Department of Mechanical Engineering and Materials Science, Institute of Materials Science and Engineering, Washington University in St. Louis, St Louis, Missouri, USA.

出版信息

Kidney Int. 2019 Dec;96(6):1417-1421. doi: 10.1016/j.kint.2019.08.020. Epub 2019 Sep 3.

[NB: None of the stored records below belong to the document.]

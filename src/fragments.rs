// Startup fragment loading
// The landing page is assembled from named HTML fragments. All fetches go out
// at once and initialization proceeds only after every one has settled; a
// fragment that fails just leaves its placeholder empty.

use async_trait::async_trait;
use bytes::Bytes;
use dashmap::DashMap;
use futures::future::join_all;
use thiserror::Error;
use tracing::{debug, error};

use crate::page::{ports, PageSurface};

// Error types for fragment fetching
#[derive(Error, Debug)]
pub enum FragmentError {
    #[error("Request for {path} failed: {source}")]
    Http {
        path: String,
        #[source]
        source: reqwest::Error,
    },

    #[error("Fragment {path} returned status {status}")]
    BadStatus { path: String, status: u16 },

    #[error("Fragment {path} is not valid UTF-8")]
    InvalidUtf8 { path: String },
}

// A placeholder element and the fragment path that fills it
#[derive(Debug, Clone, PartialEq)]
pub struct FragmentSlot {
    pub placeholder: String,
    pub path: String,
}

impl FragmentSlot {
    pub fn new(placeholder: &str, path: &str) -> Self {
        Self {
            placeholder: placeholder.to_string(),
            path: path.to_string(),
        }
    }

    // The fragment set the landing page ships with
    pub fn site_defaults() -> Vec<FragmentSlot> {
        vec![
            Self::new(ports::NAVBAR_PLACEHOLDER, "components/Navbar.html"),
            Self::new(ports::HERO_PLACEHOLDER, "components/Hero.html"),
            Self::new(ports::DESTINATIONS_PLACEHOLDER, "components/Destinations.html"),
            Self::new(ports::PACKAGES_PLACEHOLDER, "components/Packages.html"),
            Self::new(ports::TIPS_PLACEHOLDER, "components/Tips.html"),
            Self::new(ports::FOOTER_PLACEHOLDER, "components/Footer.html"),
        ]
    }
}

// Source of fragment payloads. Production uses HTTP; tests swap in an
// in-memory server.
#[async_trait]
pub trait FragmentFetcher: Send + Sync {
    async fn fetch(&self, path: &str) -> Result<Bytes, FragmentError>;
}

// Fetches fragments over HTTP relative to the site base URL
pub struct HttpFragmentFetcher {
    client: reqwest::Client,
    base_url: String,
}

impl HttpFragmentFetcher {
    pub fn new(base_url: &str) -> Self {
        Self {
            client: reqwest::Client::new(),
            base_url: base_url.trim_end_matches('/').to_string(),
        }
    }
}

#[async_trait]
impl FragmentFetcher for HttpFragmentFetcher {
    async fn fetch(&self, path: &str) -> Result<Bytes, FragmentError> {
        let url = format!("{}/{}", self.base_url, path.trim_start_matches('/'));
        let response = self
            .client
            .get(&url)
            .send()
            .await
            .map_err(|source| FragmentError::Http {
                path: path.to_string(),
                source,
            })?;

        if !response.status().is_success() {
            return Err(FragmentError::BadStatus {
                path: path.to_string(),
                status: response.status().as_u16(),
            });
        }

        response.bytes().await.map_err(|source| FragmentError::Http {
            path: path.to_string(),
            source,
        })
    }
}

// The fragments that actually arrived, keyed by placeholder
#[derive(Debug, Default)]
pub struct FragmentSet {
    payloads: DashMap<String, String>,
}

impl FragmentSet {
    fn insert(&self, placeholder: String, html: String) {
        self.payloads.insert(placeholder, html);
    }

    pub fn get(&self, placeholder: &str) -> Option<String> {
        self.payloads.get(placeholder).map(|entry| entry.value().clone())
    }

    pub fn len(&self) -> usize {
        self.payloads.len()
    }

    pub fn is_empty(&self) -> bool {
        self.payloads.is_empty()
    }

    // Injects every fetched payload verbatim into its placeholder. No schema
    // validation; the fragments are trusted markup.
    pub fn apply(&self, page: &mut impl PageSurface) {
        for entry in self.payloads.iter() {
            page.inject_fragment(entry.key(), entry.value());
        }
    }
}

// Issues every fragment fetch concurrently and returns once all have
// settled, successful or not
pub struct FragmentLoader {
    slots: Vec<FragmentSlot>,
}

impl FragmentLoader {
    pub fn new(slots: Vec<FragmentSlot>) -> Self {
        Self { slots }
    }

    // Fan-out/fan-in: one future per slot, all polled together, each
    // depositing its payload as it lands. A failed or undecodable fragment is
    // logged and skipped; the others proceed. No retries, no timeout.
    pub async fn load_all(&self, fetcher: &dyn FragmentFetcher) -> FragmentSet {
        let set = FragmentSet::default();

        let fetches = self.slots.iter().map(|slot| {
            let set = &set;
            async move {
                match fetcher.fetch(&slot.path).await {
                    Ok(bytes) => match String::from_utf8(bytes.to_vec()) {
                        Ok(html) => {
                            debug!("loaded fragment {} ({} bytes)", slot.path, html.len());
                            set.insert(slot.placeholder.clone(), html);
                        }
                        Err(_) => {
                            let err = FragmentError::InvalidUtf8 {
                                path: slot.path.clone(),
                            };
                            error!("Error loading {}: {}", slot.path, err);
                        }
                    },
                    Err(err) => {
                        error!("Error loading {}: {}", slot.path, err);
                    }
                }
            }
        });

        join_all(fetches).await;
        set
    }
}


#[cfg(test)]
mod tests {
    use super::mock_server::MockFragmentServer;
    use super::*;
    use crate::page::MemoryPage;

    #[tokio::test]
    async fn test_all_fragments_load_and_apply() {
        let server = MockFragmentServer::with_site_defaults();
        let loader = FragmentLoader::new(FragmentSlot::site_defaults());

        let set = loader.load_all(&server).await;
        assert_eq!(set.len(), 6);

        let mut page = MemoryPage::standard();
        set.apply(&mut page);
        assert_eq!(
            page.fragment(ports::NAVBAR_PLACEHOLDER),
            Some("<div data-fragment=\"components/Navbar.html\"></div>")
        );
        assert!(page.fragment(ports::FOOTER_PLACEHOLDER).is_some());
    }

    #[tokio::test]
    async fn test_one_failure_leaves_only_its_placeholder_empty() {
        let server = MockFragmentServer::with_site_defaults();
        server.fail_with_status("components/Hero.html", 500);
        let loader = FragmentLoader::new(FragmentSlot::site_defaults());

        let set = loader.load_all(&server).await;

        // Every fetch was still issued; only the failed slot is missing
        assert_eq!(server.request_count(), 6);
        assert_eq!(set.len(), 5);
        assert!(set.get(ports::HERO_PLACEHOLDER).is_none());
        assert!(set.get(ports::NAVBAR_PLACEHOLDER).is_some());

        let mut page = MemoryPage::standard();
        set.apply(&mut page);
        assert!(page.fragment(ports::HERO_PLACEHOLDER).is_none());
        assert!(page.fragment(ports::DESTINATIONS_PLACEHOLDER).is_some());
    }

    #[tokio::test]
    async fn test_undecodable_fragment_is_skipped() {
        let server = MockFragmentServer::with_site_defaults();
        server.serve_bytes(
            "components/Tips.html",
            Bytes::from_static(&[0xff, 0xfe, 0x00, 0x9f]),
        );
        let loader = FragmentLoader::new(FragmentSlot::site_defaults());

        let set = loader.load_all(&server).await;
        assert_eq!(set.len(), 5);
        assert!(set.get(ports::TIPS_PLACEHOLDER).is_none());
    }

    #[test]
    fn test_missing_fragment_is_a_404() {
        // block_on keeps this usable from non-async callers too
        let server = MockFragmentServer::new();
        let result = tokio_test::block_on(server.fetch("components/Navbar.html"));
        assert!(
            matches!(result, Err(FragmentError::BadStatus { status: 404, .. })),
            "expected a 404, got {:?}",
            result
        );
    }

    #[test]
    fn test_default_slots_cover_the_landing_page() {
        let slots = FragmentSlot::site_defaults();
        assert_eq!(slots.len(), 6);
        assert_eq!(slots[0].placeholder, ports::NAVBAR_PLACEHOLDER);
        assert_eq!(slots[0].path, "components/Navbar.html");
        assert_eq!(slots[5].placeholder, ports::FOOTER_PLACEHOLDER);
    }

    #[test]
    fn test_empty_loader_yields_empty_set() {
        let server = MockFragmentServer::new();
        let loader = FragmentLoader::new(Vec::new());
        let set = tokio_test::block_on(loader.load_all(&server));
        assert!(set.is_empty());
        assert_eq!(server.request_count(), 0);
    }
}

DOI:10.1016/j.kint.2019.08.020
PMID:31668633
原文链接:https://pmc.ncbi.nlm.nih.gov/articles/PMC7467177/
Abstract

Renal cell carcinoma (RCC) has poor survival prognosis because it is asymptomatic at an early, more curative stage. Recently, urine perilipin-2 (PLIN-2) was demonstrated to be a sensitive and specific biomarker for the noninvasive, early detection of RCC and an indispensable indicator to distinguish cancer from a benign renal mass. However, current Western blot or ELISA PLIN-2 assays are complicated, expensive, time-consuming or insensitive, making them unsuitable for routine analysis in clinical settings. Here we developed a plasmonic biosensor based on the high refractive index sensitivity of gold nanorattles for the rapid detection of PLIN-2 in patient urine. The paper-based plasmonic assay is highly sensitive and has a dynamic range of 50 pg/ml to 5 μg/ml PLIN-2. The assay is not compromised by variations in urine pH or high concentrations of interfering proteins such as albumin and hemoglobin, making it an excellent candidate for routine clinical applications. The urine PLIN-2 assay readily distinguished patients with pathologically proven clear cell carcinomas of various size, stage and grade (55.9 [39.5, 75.8] ng/ml, median [1st and 3rd quartile]) from age-matched controls (0.3 [0.3, 0.5] ng/ml), patients with bladder cancer (0.5 [0.4, 0.6] ng/ml) and patients with diabetic nephropathy (0.6 [0.4, 0.7] ng/ml). Urine PLIN-2 concentrations were roughly proportional to tumor size (Pearson coefficient 0.59). Thus, this cost-effective and label-free method represents a novel approach to conduct a non-invasive population screen or rapid differential diagnosis of imaged renal masses, significantly facilitating the early detection and diagnosis of RCC.

摘要

肾细胞癌(RCC)的预后较差,因为在早期更具治疗意义的阶段,它无症状。最近,尿液 perilipin-2(PLIN-2)被证明是一种敏感且特异的生物标志物,可用于非侵入性、早期检测 RCC,也是区分癌症和良性肾肿瘤所必需的指标。然而,目前 Western blot 或 ELISA PLIN-2 检测法较为复杂、昂贵、耗时或不灵敏,不适合在临床环境中进行常规分析。在此,我们开发了一种基于金纳米棒高折射率灵敏度的等离子体生物传感器,用于快速检测患者尿液中的 PLIN-2。基于纸的等离子体检测法具有高灵敏度,PLIN-2 的动态检测范围为 50pg/ml 至 5μg/ml。该检测法不受尿液 pH 值变化或白蛋白和血红蛋白等高浓度干扰蛋白的影响,是常规临床应用的优秀候选方法。尿液 PLIN-2 检测法可轻松区分病理证实的不同大小、分期和分级的透明细胞癌患者(55.9[39.5,75.8]ng/ml,中位数[1 四分位距,3 四分位距])与年龄匹配的对照组(0.3[0.3,0.5]ng/ml)、膀胱癌患者(0.5[0.4,0.6]ng/ml)和糖尿病肾病患者(0.6[0.4,0.7]ng/ml)。尿液 PLIN-2 浓度与肿瘤大小大致呈正比(皮尔逊相关系数 0.59)。因此,这种具有成本效益且无需标记的方法代表了一种新的方法,可以进行非侵入性人群筛查或对成像肾肿块进行快速鉴别诊断,极大地促进了 RCC 的早期检测和诊断。